* [Provided entries]
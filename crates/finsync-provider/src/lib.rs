//! Provider client contract + HTTP and fixture-backed implementations.

use async_trait::async_trait;
use chrono::NaiveDate;
use finsync_core::{Cancelled, ProviderAccount, ProviderBill, ProviderTransaction, SyncContext, UserCredential};
use thiserror::Error;

mod fixtures;
mod http;

pub use fixtures::{ProviderFixture, StaticProviderClient};
pub use http::{
    classify_response, classify_transport, HttpProviderClient, HttpProviderConfig, RetryDecision,
    RetryPolicy,
};

pub const CRATE_NAME: &str = "finsync-provider";

#[derive(Debug, Error)]
pub enum ProviderError {
    /// The provider rejected the credential; retrying cannot help.
    #[error("provider rejected credential for item {item_id}")]
    InvalidCredential { item_id: String },
    #[error("request failed after retries: {0}")]
    Request(#[from] reqwest::Error),
    #[error("http status {status} for {url}")]
    HttpStatus { status: u16, url: String },
    #[error("malformed provider payload: {0}")]
    Decode(String),
    #[error("no provider data for user {0}")]
    UnknownUser(String),
    #[error("provider call cancelled")]
    Cancelled,
}

impl From<Cancelled> for ProviderError {
    fn from(_: Cancelled) -> Self {
        Self::Cancelled
    }
}

impl ProviderError {
    pub fn is_invalid_credential(&self) -> bool {
        matches!(self, Self::InvalidCredential { .. })
    }
}

/// The three read operations the provider exposes. All are idempotent and
/// keyed by the user's credential.
#[async_trait]
pub trait ProviderClient: Send + Sync {
    async fn fetch_accounts(
        &self,
        ctx: &SyncContext,
        credential: &UserCredential,
    ) -> Result<Vec<ProviderAccount>, ProviderError>;

    /// Transactions dated on or after `since` when given.
    async fn fetch_transactions(
        &self,
        ctx: &SyncContext,
        credential: &UserCredential,
        since: Option<NaiveDate>,
    ) -> Result<Vec<ProviderTransaction>, ProviderError>;

    async fn fetch_bills(
        &self,
        ctx: &SyncContext,
        credential: &UserCredential,
    ) -> Result<Vec<ProviderBill>, ProviderError>;
}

* [Task prompt]
Could you copy each line from the listing that has the word "Result" in it?

* [Task solution]
    ) -> Result<Vec<ProviderAccount>, ProviderError>;
    ) -> Result<Vec<ProviderTransaction>, ProviderError>;
    ) -> Result<Vec<ProviderBill>, ProviderError>;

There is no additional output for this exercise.